I confess to being one of the ones surprised to find out he isn’t dead:
Abe Vigoda found out he was dead in 1982. He was doing a play in Calgary, Alberta, while a People magazine writer visited the “Barney Miller” wrap party in Los Angeles, California.
“Somehow it mentioned in the article that ‘the late Abe Vigoda’ was not [there],” Vigoda recalls.
The error was corrected, but the damage had been done. Vigoda’s “Barney Miller” character — the decrepit, downcast Det. Phil Fish — didn’t help the image. Never mind that the real Vigoda was a vigorous man just turning 60 at the time; the question of whether he’s shuffled off this mortal coil has followed him around ever since. There’s even a Web site devoted to his life-or-death status.
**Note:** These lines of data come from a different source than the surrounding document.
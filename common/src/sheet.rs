//! ボトムシートの高さ計算
//!
//! ドラッグ量から新しい高さを求め、`[min, max]` に収める。
//! UIフレームワークに依存しない。

use crate::error::{Error, Result};

/// 画面高さに対する最小比率
pub const MIN_HEIGHT_RATIO: f64 = 0.10;
/// 画面高さに対する最大比率
pub const MAX_HEIGHT_RATIO: f64 = 0.85;

/// シートの高さ範囲
#[derive(Debug, Clone, Copy, PartialEq)]
pub struct SheetBounds {
    pub min: f64,
    pub max: f64,
}

impl SheetBounds {
    pub fn new(min: f64, max: f64) -> Result<Self> {
        if !(min.is_finite() && max.is_finite()) || min > max {
            return Err(Error::InvalidSheetBounds { min, max });
        }
        Ok(Self { min, max })
    }

    /// 画面高さの10%〜85%
    pub fn for_screen(screen_height: f64) -> Self {
        Self {
            min: screen_height * MIN_HEIGHT_RATIO,
            max: screen_height * MAX_HEIGHT_RATIO,
        }
    }

    pub fn clamp(&self, height: f64) -> f64 {
        if height.is_nan() {
            return self.min;
        }
        height.clamp(self.min, self.max)
    }
}

/// ドラッグ開始時の高さと縦方向の移動量から新しい高さを計算
///
/// 上方向へのドラッグ（`drag_dy < 0`）でシートが伸びる。
pub fn drag_to_height(start_height: f64, drag_dy: f64, bounds: &SheetBounds) -> f64 {
    bounds.clamp(start_height - drag_dy)
}

/// ドラッグ中のシート状態
#[derive(Debug, Clone, Copy, PartialEq)]
pub struct BottomSheet {
    bounds: SheetBounds,
    drag_start: f64,
    height: f64,
}

impl BottomSheet {
    /// 共有された高さがあればそれを、なければ最小高さで開始
    pub fn new(bounds: SheetBounds, shared_height: Option<f64>) -> Self {
        let height = bounds.clamp(shared_height.unwrap_or(bounds.min));
        Self {
            bounds,
            drag_start: height,
            height,
        }
    }

    /// 確定済みの高さ
    pub fn height(&self) -> f64 {
        self.height
    }

    pub fn bounds(&self) -> SheetBounds {
        self.bounds
    }

    /// ドラッグ開始: 現在の高さを基準にする
    pub fn begin_drag(&mut self) {
        self.drag_start = self.height;
    }

    /// ドラッグ中の表示高さ（確定はしない）
    pub fn drag_to(&self, drag_dy: f64) -> f64 {
        drag_to_height(self.drag_start, drag_dy, &self.bounds)
    }

    /// ドラッグ終了: 高さを確定して返す
    pub fn release(&mut self, drag_dy: f64) -> f64 {
        self.height = self.drag_to(drag_dy);
        self.drag_start = self.height;
        self.height
    }
}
But Vigoda takes the attention with good humor (and occasional appearances on “Late Night with Conan O’Brien“). Now 87, he can look back on a successful career with at least two immortal characters: Fish and the “Godfather” lieutenant, Sal Tessio.
I liked “Barney Miller” a lot. It took its humor seriously and didn’t often have “very special episodes,” if you know what I mean. It’s not on Fancast yet, but maybe soon.
Speaking of “The Godfather,” CBS News had one of its “ask the candidates” segments last night, and Barack Obama listed it as his favorite movie. He also mentioned “Lawrence of Arabia” and “Casablanca.” John McCain named “Viva Zapata!” Let’s see, that’s two movies about war, one about a revolution and one about an organized-crime family. Interesting, huh?